1 The terms mental disorder and mental illness are both used in the Diagnostic and Statistical Manual of Mental Health Disorders. Mental illness is the term endorsed by Substance Abuse and Mental Health Services Administration (SAMHSA).
Category | Priority |
---|---|
Pregnant Woman | 1 |
Breastfeeding Woman | 1 |
NonBreastfeeding Woman | 6 |
Children | 3 |
Prevalence of Mental Illnesses
In 2019, the prevalence of any mental illness in U.S. adults was 20.6%; one fifth of the adult population (2). Mental illnesses can vary in impact from mild to severe (2). Young adults aged 18-25 had the highest prevalence of mental illnesses (29.4%) (2). Females had a higher prevalence (24.5%) than males (16.3%) (2). Those reporting two or more races had the highest prevalence (31.7%), followed by Whites (22.2%), Alaskan Natives or Native Americans (18.7%), Hispanics (18%), Blacks (17.3%), Native Hawaiians or Other
Pacific Islanders (16.6%), and Asians (14.4%) (2). Additionally, people in the Lesbian, Gay, Bi-Sexual, Transgender, Queer (LGBTQ) community experience mental illnesses, especially depression and anxiety disorders, at a higher rate (3). LGB adults are more than twice as likely as heterosexual adults to experience a mental illness while transgender adults are nearly 4 times as likely as cisgender adults to experience a mental illness (3).
The prevalence of severe mental illness in U.S. adults was 5.2% in 2019 (2). Severe mental illness results in serious functional impairment which substantially interferes with or limits one or more major life activities (2). The Americans with Disabilities Act Amendments Act of 2008 defines major life activities as “including but not limited to caring for oneself, performing manual tasks, seeing, hearing, eating, sleeping, walking, standing, speaking, breathing, lifting, learning, reading, concentrating, and working” (4). People with severe mental illness often have difficulty maintaining a healthy diet, even when guidance is provided (5). Unintended changes in total body weight (5% in the past month, or 10% in the past six months) and medications that alter appetite or intake, nutrient absorption, or the metabolism of nutrients may signal the need for additional referrals and indicate that the mental illness is more serious (5). Females had a higher prevalence (6.5%) of severe mental illness than males (3.9%) (2). Young adults aged 18-25 years had the highest prevalence of severe mental illness (8.6%) compared to adults aged 26-49 years (6.8%) and aged 50 and older (2.9%) (2). Those reporting two or more races had the highest prevalence of severe mental illness (9.3%), followed by Alaskan Natives or Native Americans (6.7%), Whites (5.7%), Hispanics (4.9%), Blacks (4.0%), Asians (3.1%), and Native Hawaiians or Other Pacific Islanders (2.6%) (2).
The prenatal and postnatal periods are a common time for the relapse of mental illnesses such as depression, bipolar disorder, and anxiety disorders since women may choose not to take their medications while pregnant or breastfeeding.

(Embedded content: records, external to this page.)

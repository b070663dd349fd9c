use std::sync::Arc;

use convoy_backend::client::BackendClient;
use convoy_engine::{
    coordinator::trip_state_coordinator::TripStateCoordinator, model::trip_id::TripId,
    simulation::{session_store::SessionStore, simulation_params::SimulationParams},
};
use tracing::info;

/// Records the delivery of trips whose completion never reached the backend.
pub async fn run(backend: BackendClient, trip_ids: Vec<u64>) -> anyhow::Result<()> {
    let trip_ids: Vec<TripId> = trip_ids.into_iter().map(TripId::from).collect();

    let coordinator = TripStateCoordinator::new(
        Arc::new(backend),
        SessionStore::new(),
        SimulationParams::operator(),
    );
    let ack = coordinator.complete_simulation(&trip_ids).await?;

    info!("{} ({} cargo updated)", ack.message, ack.updated_cargo_count);
    Ok(())
}
impl Store {
    pub fn new(config: StoreConfig) -> Self {
        Self {
            transfers: Arc::new(DashMap::new()),
            interrupted: Arc::new(DashMap::new()),
            cleanup_claims: Arc::new(DashMap::new()),
            config,
        }
    }

    fn entry(&self, uid: &str) -> Arc<TransferEntry> {
        self.transfers
            .entry(uid.to_string())
            .or_insert_with(|| Arc::new(TransferEntry::new(self.config.queue_depth)))
            .clone()
    }

    // ── Queue operations (spec §4.1) ──────────────────────────────────────

    pub async fn put_chunk(&self, uid: &str, item: QueueItem) -> Result<(), TransitError> {
        self.entry(uid).queue.push(item, self.config.queue_timeout).await
    }

    pub async fn take_chunk(&self, uid: &str) -> Result<QueueItem, TransitError> {
        self.entry(uid).queue.pop(self.config.queue_timeout).await
    }

    pub fn queue_len(&self, uid: &str) -> usize {
        self.entry(uid).queue.len()
    }

    // ── Event operations (spec §4.1) ──────────────────────────────────────

    pub fn set_event(&self, uid: &str, name: &str) {
        let entry = self.entry(uid);
        let slot = entry
            .events
            .entry(name.to_string())
            .or_insert_with(|| Arc::new(EventSlot::new(self.config.event_ttl)))
            .clone();
        slot.set();
    }

    pub async fn wait_for_event(&self, uid: &str, name: &str) -> Result<(), TransitError> {
        let entry = self.entry(uid);
        let slot = entry
            .events
            .entry(name.to_string())
            .or_insert_with(|| Arc::new(EventSlot::new(self.config.event_ttl)))
            .clone();
        slot.wait(self.config.event_timeout).await
    }

    pub fn is_event_set(&self, uid: &str, name: &str) -> bool {
        self.entry(uid)
            .events
            .get(name)
            .map(|slot| slot.is_fired())
            .unwrap_or(false)
    }

    // ── Metadata operations (spec §4.1) ────────────────────────────────────

    /// Claim-and-verify: write a random challenge set-if-absent, read it
    /// back, and only overwrite with the real payload if this caller won
    /// the race. Fails with `Conflict` otherwise.
    pub fn set_metadata(&self, uid: &str, json: &str) -> Result<(), TransitError> {
        let entry = self.entry(uid);
        let mut challenge = vec![0u8; 8];
        rand::thread_rng().fill_bytes(&mut challenge);
        if !entry.metadata.set_if_absent(challenge.clone(), self.config.state_ttl) {
            return Err(TransitError::Conflict("Transfer ID is already used.".into()));
        }
        if entry.metadata.get().as_deref() != Some(&challenge[..]) {
            return Err(TransitError::Conflict("Transfer ID is already used.".into()));
        }
        *entry.metadata.value.lock().unwrap() =
            Some((json.as_bytes().to_vec(), Instant::now() + self.config.state_ttl));
        Ok(())
    }

    pub fn get_metadata(&self, uid: &str) -> Option<String> {
        self.entry(uid)
            .metadata
            .get()
            .map(|bytes| String::from_utf8_lossy(&bytes).into_owned())
    }

    // ── Transfer state operations (spec §4.1) ──────────────────────────────

    pub fn set_receiver_connected(&self, uid: &str) -> bool {
        self.entry(uid).receiver_connected.set_if_absent(vec![1], self.config.state_ttl)
    }

    pub fn is_receiver_connected(&self, uid: &str) -> bool {
        self.entry(uid).receiver_connected.exists()
    }

    pub fn is_completed(&self, uid: &str) -> bool {
        self.is_event_set(uid, "completed")
    }

    pub fn set_interrupted(&self, uid: &str) {
        self.interrupted
            .entry(uid.to_string())
            .or_insert_with(Instant::now);
        self.entry(uid).queue.truncate_to_one();
    }

    pub fn is_interrupted(&self, uid: &str) -> bool {
        match self.interrupted.get(uid) {
            Some(at) => at.elapsed() < self.config.state_ttl,
            None => false,
        }
    }

    // ── Cleanup (spec §4.1) ────────────────────────────────────────────────

    /// Single-flight claim over `cleanup:<uid>`; returns `true` if this
    /// caller is the one that should perform the cleanup.
    fn claim_cleanup(&self, uid: &str) -> bool {
        let mut challenge = vec![0u8; 8];
        rand::thread_rng().fill_bytes(&mut challenge);
        let deadline = Instant::now() + self.config.cleanup_ttl;

        let mut winner = false;
        self.cleanup_claims
            .entry(uid.to_string())
            .and_modify(|existing| {
                if Instant::now() >= existing.1 {
                    *existing = (challenge.clone(), deadline);
                    winner = true;
                }
            })
            .or_insert_with(|| {
                winner = true;
                (challenge.clone(), deadline)
            });

        if !winner {
            return false;
        }
        matches!(self.cleanup_claims.get(uid), Some(entry) if entry.0 == challenge)
    }

    /// Remove every `transfer:<uid>:*` key. Idempotent and single-flight:
    /// a loser returns 0 without touching state. `interrupt:<uid>` and
    /// `cleanup:<uid>` are untouched here — they live outside the
    /// `transfer:<uid>:*` prefix per spec §6 and expire on their own TTL.
    pub fn cleanup(&self, uid: &str) -> usize {
        if !self.claim_cleanup(uid) {
            return 0;
        }
        match self.transfers.remove(uid) {
            Some(_) => 1,
            None => 0,
        }
    }

    /// Periodic sweep for entries whose flags have all expired, backing up
    /// the lazy expire-on-read checks above with the same belt-and-suspenders
    /// reclamation `umbra-relay`'s `cleanup_expired` loop performs (spec §2).
    pub fn sweep_expired(&self) {
        let now = Instant::now();
        self.interrupted.retain(|_, at| now.duration_since(*at) < self.config.state_ttl);
        self.cleanup_claims.retain(|_, (_, expires)| now < *expires);
        let stale: Vec<String> = self
            .transfers
            .iter()
            .filter(|kv| {
                let entry = kv.value();
                !entry.metadata.exists()
                    && !entry.receiver_connected.exists()
                    && entry.events.iter().all(|e| !e.value().is_fired())
                    && entry.queue.len() == 0
            })
            .map(|kv| kv.key().clone())
            .collect();
        for uid in stale {
            self.transfers.remove(&uid);
        }
    }
}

Suicide remains a leading cause of mortality in the postpartum period and accounts for 20% of maternal deaths in the first year after birth. Mental illnesses during pregnancy have been associated with adverse perinatal outcomes, including placental abnormalities, small-for-gestational-age fetuses, fetal distress, preterm delivery, adverse neurodevelopmental outcomes, and disordered attachment. Pregnant women with untreated mental illness are also more likely to smoke, use alcohol and drugs, have less prenatal care, and have poor nutrition. (6)
Children whose parents have a mental illness are at risk for developing social, emotional, and behavioral problems. They are more likely to have an inconsistent and unpredictable family environment which can place the child at risk for poverty, living in a single parent home, hostile behavior by a parent, and having a parent with a substance use disorder. (7)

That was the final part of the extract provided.